Moneyball: a movie that’s unfortunately not about someone carrying around a giant ball made of money. What hijinks would ensue when the character tries to purchase a wallet! Alas, this is about baseball instead – you know, that sport that Canadians don’t really care about.
The story is thus: in the early 2000s, Oakland A’s manager Billy Beane (played by a Dad-ish looking Brad Pitt) put into action a theory that could allow the lowest budgeted team in the league to form a championship-worthy team. They boot up their laptops and use stats to find overlooked players who get on base – which leads me to consider a better title would’ve been Who’s On First? My status as an English student suppresses me from believing that stats could be used for anything but evil, but the concept is intriguing.

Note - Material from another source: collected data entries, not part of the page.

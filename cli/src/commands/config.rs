//! `switchboard config`: show and set configuration values.

use anyhow::{Context, Result};
use clap::Subcommand;
use std::process::ExitCode;

use crate::app::AppContext;
use crate::application::ports::ConfigStore;
use crate::application::services::config_service;

/// Config subcommands.
#[derive(Subcommand)]
pub enum ConfigCommand {
    /// Show the effective configuration
    Show,
    /// Set configuration value
    Set {
        /// Configuration key (provider.region, provider.profile, poll.interval_ms)
        key: String,
        /// Configuration value
        value: String,
    },
    /// Print the config file location
    Path,
}

/// Run the config command.
///
/// # Errors
///
/// Returns an error if the config file cannot be read or written, or if the
/// key or value is invalid.
pub fn run(app: &AppContext, cmd: ConfigCommand) -> Result<ExitCode> {
    match cmd {
        ConfigCommand::Show => show_config(app),
        ConfigCommand::Set { key, value } => set_config(app, &key, &value),
        ConfigCommand::Path => {
            let path = app.config_store.path()?;
            if app.is_json() {
                println!("{}", serde_json::json!({ "path": path }));
            } else {
                println!("{}", path.display());
            }
            Ok(ExitCode::SUCCESS)
        }
    }
}

fn show_config(app: &AppContext) -> Result<ExitCode> {
    let config = app.config()?;
    let path = app.config_store.path()?;
    if app.is_json() {
        println!(
            "{}",
            serde_json::to_string_pretty(&config).context("JSON serialization failed")?
        );
    } else {
        app.human().render_config(&config, &path.display().to_string());
    }
    Ok(ExitCode::SUCCESS)
}

fn set_config(app: &AppContext, key: &str, value: &str) -> Result<ExitCode> {
    config_service::set_value(&app.config_store, key, value)?;
    if app.is_json() {
        println!("{}", serde_json::json!({ "key": key, "value": value }));
    } else {
        app.output.success(&format!("Set {key} = {value}"));
    }
    Ok(ExitCode::SUCCESS)
}
//! Switchboard CLI - watch and start/stop cloud compute instances

use std::process::ExitCode;

use clap::Parser;
use switchboard_cli::cli::Cli;
use switchboard_cli::output::json;
use tracing_subscriber::EnvFilter;

fn init_tracing(verbose: bool) {
    let filter = if verbose {
        EnvFilter::new("switchboard_cli=debug")
    } else {
        EnvFilter::try_from_default_env().unwrap_or_else(|_| EnvFilter::new("warn"))
    };
    tracing_subscriber::fmt()
        .with_env_filter(filter)
        .with_writer(std::io::stderr)
        .init();
}

#[tokio::main]
async fn main() -> ExitCode {
    let cli = Cli::parse();
    init_tracing(cli.verbose);
    let as_json = cli.json;

    match cli.run().await {
        Ok(code) => code,
        Err(e) => {
            match json::format_error(&e.to_string(), "ERROR") {
                Ok(doc) if as_json => println!("{doc}"),
                _ => eprintln!("Error: {e}"),
            }
            ExitCode::FAILURE
        }
    }
}
//! Terminal and JSON rendering for switchboard commands.
//!
//! `OutputContext` is the only place that writes human-facing lines. It
//! decides colour once, from `--no-color`, `NO_COLOR` and whether stdout is a
//! terminal, and every line it prints honours `--quiet` except errors.
//! Instance tables live in [`human`], `--json` documents in [`json`].

pub mod human;
pub mod json;
pub mod progress;
pub mod reporter;
pub mod styles;

use console::Term;
use owo_colors::{OwoColorize as _, Style};
pub use styles::Styles;

/// Rendering state shared by every command handler.
pub struct OutputContext {
    pub styles: Styles,
    /// stdout is a terminal; spinners are only drawn there.
    pub is_tty: bool,
    /// `--quiet`: only errors are printed.
    pub quiet: bool,
}

impl OutputContext {
    #[must_use]
    pub fn new(no_color: bool, quiet: bool) -> Self {
        let is_tty = Term::stdout().is_term();
        let mut styles = Styles::default();
        if !no_color && is_tty && std::env::var_os("NO_COLOR").is_none() {
            styles.colorize();
        }
        Self {
            styles,
            is_tty,
            quiet,
        }
    }

    /// Spinners need a terminal and are hidden by `--quiet`.
    #[must_use]
    pub fn show_progress(&self) -> bool {
        self.is_tty && !self.quiet
    }

    fn marked(&self, mark: &str, style: Style, msg: &str) {
        if !self.quiet {
            println!("  {} {msg}", mark.style(style));
        }
    }

    /// `✓ msg`, e.g. a command the provider accepted.
    pub fn success(&self, msg: &str) {
        self.marked("✓", self.styles.success, msg);
    }

    /// `⚠ msg`, e.g. a watch command that was ignored.
    pub fn warn(&self, msg: &str) {
        self.marked("⚠", self.styles.warning, msg);
    }

    /// `✗ msg` on stderr. Printed even with `--quiet`.
    pub fn error(&self, msg: &str) {
        eprintln!("  {} {msg}", "✗".style(self.styles.error));
    }

    pub fn info(&self, msg: &str) {
        self.marked("ℹ", self.styles.info, msg);
    }

    /// Section title, such as the timestamp line above each watch table.
    pub fn header(&self, msg: &str) {
        if !self.quiet {
            println!("  {}", msg.style(self.styles.header));
        }
    }

    /// `key  value` with the key dimmed, as used by `config show`.
    pub fn kv(&self, key: &str, value: &str) {
        if !self.quiet {
            println!("  {}  {value}", key.style(self.styles.dim));
        }
    }
}
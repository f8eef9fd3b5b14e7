//! Typed domain error enums.
//!
//! This module has zero imports from `crate::infra`, `crate::commands`,
//! `crate::application`, `tokio`, `std::fs`, `std::process`, or `std::net`.
//! All error types implement `thiserror::Error` and convert to `anyhow::Error`
//! via the `?` operator.

use thiserror::Error;

use crate::domain::instance::{Action, InstanceId, ReconciledState};

/// User-facing message for any failed status query.
///
/// The provider's own error is logged, never shown.
pub const POLL_FAILURE_MESSAGE: &str =
    "Failed to contact server. Check your config and network connection";

// ── Engine errors ─────────────────────────────────────────────────────────────

/// A status query failed. Transient; never mutates the directory.
#[derive(Debug, Error)]
#[error("Failed to contact server. Check your config and network connection")]
pub struct QueryError {
    /// Provider/transport detail, for logs only.
    pub detail: String,
}

/// A start/stop command failed. Displays the provider's message verbatim.
#[derive(Debug, Clone, Error, PartialEq, Eq)]
#[error("{message}")]
pub struct CommandError {
    pub instance_id: InstanceId,
    pub action: Action,
    pub message: String,
}

/// A command request that does not match the instance's current state.
#[derive(Debug, Clone, Error, PartialEq, Eq)]
pub enum ValidationError {
    #[error("Instance '{0}' is not tracked.")]
    UnknownInstance(InstanceId),

    #[error("Cannot {requested} instance '{id}' while it is {current}.")]
    ActionUnavailable {
        id: InstanceId,
        requested: Action,
        current: ReconciledState,
    },

    #[error("Unknown action '{0}'. Expected 'start' or 'stop'.")]
    UnknownAction(String),
}

// ── Config errors ─────────────────────────────────────────────────────────────

/// Errors related to configuration key/value validation.
#[derive(Debug, Error)]
pub enum ConfigError {
    #[error("Unknown setting: {key}\n\nValid settings: {valid}")]
    UnknownKey { key: String, valid: String },

    #[error("Invalid value for {key}: {value}\n\nValid values: {valid}")]
    InvalidValue {
        key: String,
        value: String,
        valid: String,
    },

    #[error("Invalid instance ID '{0}': must look like i-0123456789abcdef0")]
    InvalidInstanceId(String),
}
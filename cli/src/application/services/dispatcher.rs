//! Action dispatcher: validate, transition optimistically, then command.
//!
//! Imports only from `crate::domain` and `crate::application::ports`.

use std::sync::Arc;

use switchboard_common::ErrorOrigin;
use tracing::{debug, info, warn};

use crate::application::ports::InstanceCommand;
use crate::application::services::engine::Shared;
use crate::domain::error::{CommandError, ValidationError};
use crate::domain::instance::{Action, InstanceId};
use crate::domain::reconcile;

/// Result of a dispatch request.
#[derive(Debug, Clone, PartialEq, Eq)]
pub enum DispatchOutcome {
    /// The provider accepted the command. The next poll reconciles the
    /// final state.
    Sent,
    /// The request did not match the instance's current control; nothing
    /// was sent and nothing was surfaced.
    Ignored(ValidationError),
    /// The provider rejected the command. The error surface carries the
    /// message and the optimistic transition stays in place.
    Failed(CommandError),
}

impl<Q, C: InstanceCommand> Shared<Q, C> {
    pub(crate) async fn dispatch(&self, id: &InstanceId, action: Action) -> DispatchOutcome {
        // Validate and transition under one write so a concurrent poll cannot
        // slip in between.
        let mut rejected = None;
        self.directory.send_if_modified(|current| {
            if let Err(e) = reconcile::validate_action(current, id, action) {
                rejected = Some(e);
                return false;
            }
            let mut next = (**current).clone();
            reconcile::apply_optimistic(&mut next, id, action);
            *current = Arc::new(next);
            true
        });
        if let Some(reason) = rejected {
            debug!(instance_id = %id, %action, %reason, "ignoring stale command");
            return DispatchOutcome::Ignored(reason);
        }

        let epoch = self.current_epoch();
        let ids = std::slice::from_ref(id);
        let result = match action {
            Action::Start => self.command.start_instances(ids).await,
            Action::Stop => self.command.stop_instances(ids).await,
        };

        match result {
            Ok(ack) => {
                info!(instance_id = %id, %action, reported = ?ack.current_states, "command accepted");
                DispatchOutcome::Sent
            }
            Err(e) => {
                let err = CommandError {
                    instance_id: id.clone(),
                    action,
                    message: e.to_string(),
                };
                if self.current_epoch() == epoch {
                    warn!(instance_id = %id, %action, error = %format!("{e:#}"), "command failed");
                    self.errors.raise(ErrorOrigin::Command, err.message.clone());
                } else {
                    debug!(instance_id = %id, %action, "engine stopped, dropping command failure");
                }
                DispatchOutcome::Failed(err)
            }
        }
    }
}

Sports movies as a rule are predictable and difficult to invest in if you don’t personally own a jockstrap. I entered the theatre with a pile of snacks to distract myself from the thought of hearing that f$@*ing speech in the locker room at the 11th hour (“You’re not just playing for yourselves anymore… you’re playing for your country”) where all seems lost and the music swells until it’s inflated beyond repair – and good lord, they’ve won against all odds!
No, thank you.
But Moneyball doesn’t fall into that schmaltzy trap, which makes sense; a movie about defying the conventions of sports should also defy the conventions of sports movies. Instead of relying on corny devices the movie evolves organically. The actors have real interactive conversations instead of merely trading clichés. The scenes between Pitt and Jonah Hill are particularly well-staged, even though I occasionally expected Hill to transform into his filthy-mouthed character from Superbad who only wants to get freaky.

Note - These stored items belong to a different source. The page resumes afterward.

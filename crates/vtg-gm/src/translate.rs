//! Translation from GM payloads to the normalized model
//!
//! GM wraps every scalar as `{"type": ..., "value": ...}` and encodes
//! booleans and nulls as strings (`"True"`, `"null"`). That coercion happens
//! here and nowhere else. Each entry point runs through
//! [`vtg_core::translation::guard`] so structural failures surface as
//! [`AdapterError::Translation`].

use serde_json::Value;
use vtg_core::translation::guard;
use vtg_core::{
    AdapterError, AdapterResult, Battery, Door, EngineCommand, EngineCommandResult, Fuel,
    TranslationError, VehicleInfo,
};

/// GM's string encoding of `true`
const GM_TRUE: &str = "True";

/// GM engine command tokens
pub const START_VEHICLE: &str = "START_VEHICLE";
pub const STOP_VEHICLE: &str = "STOP_VEHICLE";

/// Translate `getVehicleInfoService` data into [`VehicleInfo`].
///
/// `doorCount` is derived from the body-style flags: a coupe wins over a
/// sedan, and neither flag yields 0.
pub fn translate_vehicle_info(data: &Value) -> AdapterResult<VehicleInfo> {
    guard("vehicle_info", data, |data| {
        let door_count = if flag(data, "twoDoorCoupe") {
            2
        } else if flag(data, "fourDoorSedan") {
            4
        } else {
            0
        };

        Ok(VehicleInfo {
            vin: required_value_str(data, "vin")?.to_string(),
            color: required_value_str(data, "color")?.to_string(),
            door_count,
            drive_train: required_value_str(data, "driveTrain")?.to_string(),
        })
    })
}

/// Translate `getSecurityStatusService` data into doors, in upstream order.
///
/// A door is locked only when its lock state is the string `"True"`.
pub fn translate_door_status(data: &Value) -> AdapterResult<Vec<Door>> {
    guard("door_status", data, |data| {
        let doors = match data.get("doors") {
            None | Some(Value::Null) => return Ok(Vec::new()),
            Some(Value::Object(map)) if map.is_empty() => return Ok(Vec::new()),
            Some(Value::Array(list)) if list.is_empty() => return Ok(Vec::new()),
            Some(doors) => doors,
        };

        let values = match doors.get("values") {
            Some(Value::Array(values)) => values,
            Some(other) => return Err(TranslationError::mismatch("doors.values", "array", other)),
            None => return Err(TranslationError::missing("doors.values")),
        };

        values
            .iter()
            .enumerate()
            .map(|(i, door)| {
                let field = |name: &str| format!("doors.values[{i}].{name}");
                let location = wrapped(door, "location")
                    .ok_or_else(|| TranslationError::missing(field("location")))?;
                let location = location
                    .as_str()
                    .ok_or_else(|| TranslationError::mismatch(field("location"), "string", location))?;
                let locked = wrapped(door, "locked")
                    .ok_or_else(|| TranslationError::missing(field("locked")))?;

                Ok(Door {
                    location: location.to_string(),
                    locked: is_gm_true(locked),
                })
            })
            .collect()
    })
}

/// Translate `getEnergyService` data into [`Fuel`] (`tankLevel`).
pub fn translate_fuel_level(data: &Value) -> AdapterResult<Fuel> {
    guard("fuel_level", data, |data| {
        Ok(Fuel {
            percent: percent(data, "tankLevel")?,
        })
    })
}

/// Translate `getEnergyService` data into [`Battery`] (`batteryLevel`).
pub fn translate_battery_level(data: &Value) -> AdapterResult<Battery> {
    guard("battery_level", data, |data| {
        Ok(Battery {
            percent: percent(data, "batteryLevel")?,
        })
    })
}

/// GM's command token for an engine command
pub fn engine_command_token(command: EngineCommand) -> &'static str {
    match command {
        EngineCommand::Start => START_VEHICLE,
        EngineCommand::Stop => STOP_VEHICLE,
    }
}

/// Map a normalized engine action token to GM's command token.
pub fn translate_engine_command(action: &str) -> AdapterResult<&'static str> {
    action.parse::<EngineCommand>().map(engine_command_token)
}

/// Map GM's `actionResult` object to an [`EngineCommandResult`].
///
/// `EXECUTED` is a success and `FAILED` an error. Any other status is an
/// upstream failure since its meaning is unknown.
pub fn translate_engine_result(action_result: &Value) -> AdapterResult<EngineCommandResult> {
    let status = guard("set_engine_state", action_result, |result| {
        let status = result
            .get("status")
            .ok_or_else(|| TranslationError::missing("actionResult.status"))?;
        status
            .as_str()
            .map(str::to_string)
            .ok_or_else(|| TranslationError::mismatch("actionResult.status", "string", status))
    })?;

    match status.as_str() {
        "EXECUTED" => Ok(EngineCommandResult::success()),
        "FAILED" => Ok(EngineCommandResult::error()),
        other => Err(AdapterError::upstream(
            None,
            format!("unrecognized engine action status {}", other),
        )),
    }
}

/// Pull `actionResult` out of a raw `actionEngineService` envelope.
pub fn action_result(envelope: &Value) -> AdapterResult<Value> {
    guard("set_engine_state", envelope, |envelope| {
        envelope
            .get("actionResult")
            .cloned()
            .ok_or_else(|| TranslationError::missing("actionResult"))
    })
}

/// The `value` inside a GM `{type, value}` wrapper
fn wrapped<'a>(data: &'a Value, name: &str) -> Option<&'a Value> {
    data.get(name).and_then(|field| field.get("value"))
}

fn required_value_str<'a>(data: &'a Value, name: &str) -> Result<&'a str, TranslationError> {
    let value = wrapped(data, name).ok_or_else(|| TranslationError::missing(format!("{name}.value")))?;
    value
        .as_str()
        .ok_or_else(|| TranslationError::mismatch(format!("{name}.value"), "string", value))
}

/// Only the exact string `"True"` is true
fn is_gm_true(value: &Value) -> bool {
    value.as_str() == Some(GM_TRUE)
}

/// Body-style flag; anything but `"True"`, absence included, reads as false
fn flag(data: &Value, name: &str) -> bool {
    wrapped(data, name).is_some_and(is_gm_true)
}

/// Percentage that may be absent, `null` or the string `"null"`
fn percent(data: &Value, name: &str) -> Result<Option<f64>, TranslationError> {
    let field = format!("{name}.value");
    let parsed = match wrapped(data, name) {
        None | Some(Value::Null) => return Ok(None),
        Some(Value::String(s)) => {
            let s = s.trim();
            if s.eq_ignore_ascii_case("null") {
                return Ok(None);
            }
            s.parse::<f64>()
                .map_err(|_| TranslationError::invalid(&field, s, "a number"))?
        }
        Some(Value::Number(n)) => n
            .as_f64()
            .ok_or_else(|| TranslationError::invalid(&field, n.to_string(), "a number"))?,
        Some(other) => return Err(TranslationError::mismatch(field, "string", other)),
    };

    if parsed.is_finite() {
        Ok(Some(parsed))
    } else {
        Err(TranslationError::invalid(field, parsed.to_string(), "a finite number"))
    }
}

Apart from a few dry jokes, Moneyball is a fairly serious production. Are there any fun sports films besides Jerry Maguire or A League of Their Own? Air Bud, maybe. Sports movies take themselves too seriously for what’s really at risk in the grand scheme of things, which is – let’s face it – a game.
When Pitt’s character stomps into the team’s locker room to trash the place as a message to the losing team, I had to agree with an elderly audience member who yelled out, “Oh, who cares?!”

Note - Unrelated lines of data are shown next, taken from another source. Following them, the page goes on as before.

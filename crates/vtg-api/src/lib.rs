//! vtg-api - Vehicle telemetry REST API layer
//!
//! Declares the HTTP routes and maps [`AdapterError`](vtg_core::AdapterError)
//! kinds to status codes. Every handler resolves the vehicle's brand and
//! hands the call to the [`AdapterSelector`](vtg_gateway::AdapterSelector);
//! no brand knowledge lives here.
//!
//! # Usage
//!
//! ```ignore
//! use vtg_api::{create_router, AppState};
//!
//! let state = AppState::new(resolver, selector);
//! let router = create_router(state);
//! ```

pub mod error;
pub mod handlers;
pub mod state;

pub use error::ApiError;
pub use state::AppState;

use axum::routing::{get, post};
use axum::Router;
use tower_http::cors::{Any, CorsLayer};
use tower_http::trace::TraceLayer;

/// Create the vehicle REST API router with the given application state
pub fn create_router(state: AppState) -> Router {
    let cors = CorsLayer::new()
        .allow_origin(Any)
        .allow_methods(Any)
        .allow_headers(Any);

    Router::new()
        // Health check
        .route("/health", get(|| async { "OK" }))
        // Vehicle routes
        .route(
            "/vehicles/{vehicle_id}",
            get(handlers::vehicles::get_vehicle_info),
        )
        .route(
            "/vehicles/{vehicle_id}/doors",
            get(handlers::vehicles::get_doors),
        )
        .route(
            "/vehicles/{vehicle_id}/fuel",
            get(handlers::vehicles::get_fuel),
        )
        .route(
            "/vehicles/{vehicle_id}/battery",
            get(handlers::vehicles::get_battery),
        )
        .route(
            "/vehicles/{vehicle_id}/engine",
            post(handlers::vehicles::post_engine),
        )
        .layer(TraceLayer::new_for_http())
        .layer(cors)
        .with_state(state)
}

As a film, however, it looks and sounds great and will probably scoop up an Oscar or two for audio/visual do-goodery. The bright green baseball fields contrast against the stark black and white of whirring computer screens and the sharp crack of bats punctuate the building action of the mostly conversation-based plot. The attention to detail is admirable, from the footage interspersed of real Oakland A’s games to the tobacco Pitt is constantly, repulsively chewing.
So if you want a solid, no-frills inspirational sports movie, this is the most satisfying one you’ll find around. But if you’re a moviegoer after comedy and hot romance, I’d suggest looking elsewhere – perhaps toward the Psycho retrospective coming to Empire Theatres in October.